Below is a block of records. Copy every line in it that contains the word "SELECT".

----- Listed entries -----

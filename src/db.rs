use std::str::FromStr;

use anyhow::Context;
use chrono::{DateTime, Duration, Utc};
use rand::Rng;
use sqlx::postgres::PgRow;
use sqlx::{PgExecutor, PgPool, Row};
use uuid::Uuid;

use crate::generator::{EventGenerator, SEED_BATCH};
use crate::models::{Athlete, JumpEvent, Position};
use crate::snapshot::SnapshotSource;
use crate::timestamp::parse_instant;

pub async fn init_db(pool: &PgPool) -> anyhow::Result<()> {
    sqlx::migrate!("./migrations").run(pool).await?;
    Ok(())
}

/// Demonstration roster written by `seed`.
pub fn seed_roster() -> Vec<Athlete> {
    #[allow(clippy::type_complexity)]
    let rows: [(&str, &str, u32, Position, &str, &str, i32, i64, f64, f64, f64, f64); 10] = [
        ("demo-user-001", "Rahul Sharma", 16, Position::Midfielder, "United Youth Academy", "India", 87, 42, 8.4, 4.2, 2.1, 2.3),
        ("player-002", "Arjun Mehta", 15, Position::Forward, "Mumbai FC Youth", "India", 92, 38, 6.2, 4.8, 1.9, 2.1),
        ("player-003", "Lucas Silva", 17, Position::Defender, "São Paulo Academy", "Brazil", 74, 55, 12.1, 3.9, 2.4, 2.7),
        ("player-004", "Emma Chen", 14, Position::Midfielder, "Beijing Sports School", "China", 95, 67, 5.8, 3.7, 1.7, 1.9),
        ("player-005", "Carlos Mendez", 18, Position::Forward, "Barcelona B", "Spain", 81, 91, 9.3, 5.1, 2.3, 2.5),
        ("player-006", "Ahmed Al-Rashid", 16, Position::Goalkeeper, "Dubai Sports City", "UAE", 68, 29, 14.2, 3.2, 1.5, 1.8),
        ("player-007", "Priya Nair", 15, Position::Defender, "Kerala Blasters Youth", "India", 79, 48, 10.7, 3.8, 2.0, 2.2),
        ("player-008", "Kenji Tanaka", 17, Position::Midfielder, "Gamba Osaka Youth", "Japan", 88, 73, 7.9, 4.4, 2.2, 2.4),
        ("player-009", "Fatima Ouedraogo", 16, Position::Forward, "ASEC Mimosas", "Ghana", 55, 22, 17.3, 5.4, 2.9, 3.1),
        ("player-010", "Marcus Johnson", 14, Position::Midfielder, "Manchester City EDS", "England", 91, 58, 6.5, 4.0, 1.8, 2.0),
    ];

    rows.into_iter()
        .map(
            |(id, name, age, position, club, country, score, jumps, valgus, vertical, lateral, rotational)| {
                Athlete {
                    id: id.to_string(),
                    name: name.to_string(),
                    age: Some(age),
                    position: Some(position),
                    club: Some(club.to_string()),
                    country: Some(country.to_string()),
                    last_active: None,
                    avg_efficiency_score: None,
                    efficiency_score: Some(score),
                    total_jumps: Some(jumps),
                    avg_valgus_angle: Some(valgus),
                    avg_peak_vertical_g: Some(vertical),
                    avg_peak_lateral_g: Some(lateral),
                    avg_rotational_vel: Some(rotational),
                }
            },
        )
        .collect()
}

#[derive(Debug, Clone, Copy, Default, PartialEq, Eq)]
pub struct SeedSummary {
    pub athletes: usize,
    pub events: usize,
}

pub async fn seed<R: Rng + ?Sized>(
    pool: &PgPool,
    rng: &mut R,
    generator: &EventGenerator,
    now: DateTime<Utc>,
) -> anyhow::Result<SeedSummary> {
    let mut summary = SeedSummary::default();
    let roster = seed_roster();

    let mut tx = pool.begin().await?;
    for athlete in &roster {
        let mut athlete = athlete.clone();
        athlete.last_active = Some(now - Duration::minutes(rng.random_range(10..300)));
        upsert_athlete(&mut *tx, &athlete).await?;
        tracing::info!(athlete_id = %athlete.id, name = %athlete.name, "athlete seeded");
        summary.athletes += 1;
    }
    tx.commit().await?;

    for athlete in &roster {
        let baseline = athlete.efficiency_score.unwrap_or(0);
        let count = rng.random_range(SEED_BATCH);
        let events = generator.generate(rng, &athlete.id, baseline, count, now);

        let mut tx = pool.begin().await?;
        for event in &events {
            insert_event(&mut *tx, event, None).await?;
        }
        tx.commit().await?;

        tracing::info!(athlete_id = %athlete.id, events = events.len(), "events seeded");
        summary.events += events.len();
    }

    Ok(summary)
}

pub async fn upsert_athlete<'e, E>(executor: E, athlete: &Athlete) -> anyhow::Result<()>
where
    E: PgExecutor<'e>,
{
    sqlx::query(
        r#"
        INSERT INTO scout_telemetry.athletes
        (id, name, age, position, club, country, last_active, avg_efficiency_score,
         efficiency_score, total_jumps, avg_valgus_angle, avg_peak_vertical_g,
         avg_peak_lateral_g, avg_rotational_vel)
        VALUES ($1, $2, $3, $4, $5, $6, $7, $8, $9, $10, $11, $12, $13, $14)
        ON CONFLICT (id) DO UPDATE
        SET name = EXCLUDED.name,
            age = EXCLUDED.age,
            position = EXCLUDED.position,
            club = EXCLUDED.club,
            country = EXCLUDED.country,
            last_active = EXCLUDED.last_active,
            avg_efficiency_score = EXCLUDED.avg_efficiency_score,
            efficiency_score = EXCLUDED.efficiency_score,
            total_jumps = EXCLUDED.total_jumps,
            avg_valgus_angle = EXCLUDED.avg_valgus_angle,
            avg_peak_vertical_g = EXCLUDED.avg_peak_vertical_g,
            avg_peak_lateral_g = EXCLUDED.avg_peak_lateral_g,
            avg_rotational_vel = EXCLUDED.avg_rotational_vel
        "#,
    )
    .bind(&athlete.id)
    .bind(&athlete.name)
    .bind(athlete.age.map(|age| age as i32))
    .bind(athlete.position.map(|p| p.as_str()))
    .bind(&athlete.club)
    .bind(&athlete.country)
    .bind(athlete.last_active)
    .bind(athlete.avg_efficiency_score)
    .bind(athlete.efficiency_score)
    .bind(athlete.total_jumps)
    .bind(athlete.avg_valgus_angle)
    .bind(athlete.avg_peak_vertical_g)
    .bind(athlete.avg_peak_lateral_g)
    .bind(athlete.avg_rotational_vel)
    .execute(executor)
    .await
    .with_context(|| format!("failed to upsert athlete {}", athlete.id))?;

    Ok(())
}

/// Appends one event. Returns false when `source_key` was already imported.
pub async fn insert_event<'e, E>(
    executor: E,
    event: &JumpEvent,
    source_key: Option<&str>,
) -> anyhow::Result<bool>
where
    E: PgExecutor<'e>,
{
    let result = sqlx::query(
        r#"
        INSERT INTO scout_telemetry.jump_logs
        (id, athlete_id, occurred_at, movement_type, risk_level, valgus_angle,
         peak_vertical_g, peak_lateral_g, peak_rotational_vel, vertical_std_dev,
         lateral_std_dev, efficiency_score, tip, source_key)
        VALUES ($1, $2, $3, $4, $5, $6, $7, $8, $9, $10, $11, $12, $13, $14)
        ON CONFLICT (source_key) DO NOTHING
        "#,
    )
    .bind(Uuid::new_v4())
    .bind(&event.athlete_id)
    .bind(event.timestamp)
    .bind(event.movement_type.map(|m| m.as_str()))
    .bind(event.risk_level.map(|r| r.as_str()))
    .bind(event.valgus_angle)
    .bind(event.peak_vertical_g)
    .bind(event.peak_lateral_g)
    .bind(event.peak_rotational_vel)
    .bind(event.vertical_std_dev)
    .bind(event.lateral_std_dev)
    .bind(event.efficiency_score)
    .bind(&event.tip)
    .bind(source_key)
    .execute(executor)
    .await?;

    Ok(result.rows_affected() > 0)
}

const ATHLETE_COLUMNS: &str = "id, name, age, position, club, country, last_active, \
     avg_efficiency_score, efficiency_score, total_jumps, avg_valgus_angle, \
     avg_peak_vertical_g, avg_peak_lateral_g, avg_rotational_vel";

const EVENT_COLUMNS: &str = "id, athlete_id, occurred_at, movement_type, risk_level, \
     valgus_angle, peak_vertical_g, peak_lateral_g, peak_rotational_vel, \
     vertical_std_dev, lateral_std_dev, efficiency_score, tip";

pub async fn fetch_athletes(pool: &PgPool) -> anyhow::Result<Vec<Athlete>> {
    let query = format!("SELECT {ATHLETE_COLUMNS} FROM scout_telemetry.athletes ORDER BY name");
    let rows = sqlx::query(&query).fetch_all(pool).await?;
    Ok(rows.iter().map(athlete_from_row).collect())
}

pub async fn fetch_athlete(pool: &PgPool, athlete_id: &str) -> anyhow::Result<Option<Athlete>> {
    let query = format!("SELECT {ATHLETE_COLUMNS} FROM scout_telemetry.athletes WHERE id = $1");
    let row = sqlx::query(&query)
        .bind(athlete_id)
        .fetch_optional(pool)
        .await?;
    Ok(row.as_ref().map(athlete_from_row))
}

/// Most recent events, optionally for one athlete.
pub async fn fetch_events(
    pool: &PgPool,
    athlete_id: Option<&str>,
    limit: i64,
) -> anyhow::Result<Vec<JumpEvent>> {
    let mut query = format!("SELECT {EVENT_COLUMNS} FROM scout_telemetry.jump_logs");
    if athlete_id.is_some() {
        query.push_str(" WHERE athlete_id = $2");
    }
    query.push_str(" ORDER BY occurred_at DESC NULLS LAST LIMIT $1");

    let mut rows = sqlx::query(&query).bind(limit);
    if let Some(value) = athlete_id {
        rows = rows.bind(value);
    }

    let records = rows.fetch_all(pool).await?;
    Ok(records.iter().map(event_from_row).collect())
}

fn stored<T: FromStr>(column: &str, raw: Option<String>) -> Option<T> {
    let raw = raw?;
    match raw.parse() {
        Ok(value) => Some(value),
        Err(_) => {
            tracing::warn!(column, value = %raw, "ignoring unrecognized stored value");
            None
        }
    }
}

fn athlete_from_row(row: &PgRow) -> Athlete {
    Athlete {
        id: row.get("id"),
        name: row.get("name"),
        age: row
            .get::<Option<i32>, _>("age")
            .and_then(|age| u32::try_from(age).ok()),
        position: stored("position", row.get("position")),
        club: row.get("club"),
        country: row.get("country"),
        last_active: row.get("last_active"),
        avg_efficiency_score: row.get("avg_efficiency_score"),
        efficiency_score: row.get("efficiency_score"),
        total_jumps: row.get("total_jumps"),
        avg_valgus_angle: row.get("avg_valgus_angle"),
        avg_peak_vertical_g: row.get("avg_peak_vertical_g"),
        avg_peak_lateral_g: row.get("avg_peak_lateral_g"),
        avg_rotational_vel: row.get("avg_rotational_vel"),
    }
}

fn event_from_row(row: &PgRow) -> JumpEvent {
    JumpEvent {
        id: Some(row.get::<Uuid, _>("id").to_string()),
        athlete_id: row.get("athlete_id"),
        timestamp: row.get("occurred_at"),
        movement_type: stored("movement_type", row.get("movement_type")),
        risk_level: stored("risk_level", row.get("risk_level")),
        valgus_angle: row.get("valgus_angle"),
        peak_vertical_g: row.get("peak_vertical_g"),
        peak_lateral_g: row.get("peak_lateral_g"),
        peak_rotational_vel: row.get("peak_rotational_vel"),
        vertical_std_dev: row.get("vertical_std_dev"),
        lateral_std_dev: row.get("lateral_std_dev"),
        efficiency_score: row.get("efficiency_score"),
        tip: row.get("tip"),
    }
}

#[derive(Debug, serde::Deserialize)]
struct CsvRow {
    athlete_id: String,
    timestamp: Option<String>,
    movement_type: Option<String>,
    risk_level: Option<String>,
    valgus_angle: Option<f64>,
    peak_vertical_g: Option<f64>,
    peak_lateral_g: Option<f64>,
    peak_rotational_vel: Option<f64>,
    vertical_std_dev: Option<f64>,
    lateral_std_dev: Option<f64>,
    efficiency_score: Option<i32>,
    tip: Option<String>,
    source_key: Option<String>,
}

impl CsvRow {
    fn into_event(self) -> (JumpEvent, String) {
        let source_key = self
            .source_key
            .filter(|key| !key.is_empty())
            .unwrap_or_else(|| format!("import-{}", Uuid::new_v4()));
        let event = JumpEvent {
            id: None,
            athlete_id: self.athlete_id,
            timestamp: self.timestamp.as_deref().and_then(parse_instant),
            movement_type: stored("movement_type", self.movement_type),
            risk_level: stored("risk_level", self.risk_level),
            valgus_angle: self.valgus_angle,
            peak_vertical_g: self.peak_vertical_g,
            peak_lateral_g: self.peak_lateral_g,
            peak_rotational_vel: self.peak_rotational_vel,
            vertical_std_dev: self.vertical_std_dev,
            lateral_std_dev: self.lateral_std_dev,
            efficiency_score: self.efficiency_score.map(|score| score.clamp(0, 100)),
            tip: self.tip.filter(|tip| !tip.is_empty()),
        };
        (event, source_key)
    }
}

fn read_csv_events<R: std::io::Read>(reader: R) -> anyhow::Result<Vec<(JumpEvent, String)>> {
    let mut reader = csv::Reader::from_reader(reader);
    let mut events = Vec::new();
    for (line, result) in reader.deserialize::<CsvRow>().enumerate() {
        let row = result.with_context(|| format!("malformed CSV record {}", line + 1))?;
        events.push(row.into_event());
    }
    Ok(events)
}

pub async fn import_csv(pool: &PgPool, csv_path: &std::path::Path) -> anyhow::Result<usize> {
    let file = std::fs::File::open(csv_path)
        .with_context(|| format!("failed to open {}", csv_path.display()))?;
    let events = read_csv_events(file)?;
    let mut inserted = 0usize;

    for (event, source_key) in &events {
        if insert_event(pool, event, Some(source_key)).await? {
            inserted += 1;
        } else {
            tracing::debug!(source_key = %source_key, "event already imported");
        }
    }

    Ok(inserted)
}

/// Athlete collection as a snapshot source.
#[derive(Debug, Clone)]
pub struct AthleteSource {
    pub pool: PgPool,
}

impl SnapshotSource for AthleteSource {
    type Record = Athlete;

    async fn fetch(&self) -> anyhow::Result<Vec<Athlete>> {
        fetch_athletes(&self.pool).await
    }
}

/// Newest events, optionally narrowed to one athlete, as a snapshot source.
#[derive(Debug, Clone)]
pub struct EventSource {
    pub pool: PgPool,
    pub athlete_id: Option<String>,
    pub limit: i64,
}

impl SnapshotSource for EventSource {
    type Record = JumpEvent;

    async fn fetch(&self) -> anyhow::Result<Vec<JumpEvent>> {
        fetch_events(&self.pool, self.athlete_id.as_deref(), self.limit).await
    }
}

-----

▶ _Solution to the problem_
    let query = format!("SELECT {ATHLETE_COLUMNS} FROM scout_telemetry.athletes ORDER BY name");
    let query = format!("SELECT {ATHLETE_COLUMNS} FROM scout_telemetry.athletes WHERE id = $1");
    let mut query = format!("SELECT {EVENT_COLUMNS} FROM scout_telemetry.jump_logs");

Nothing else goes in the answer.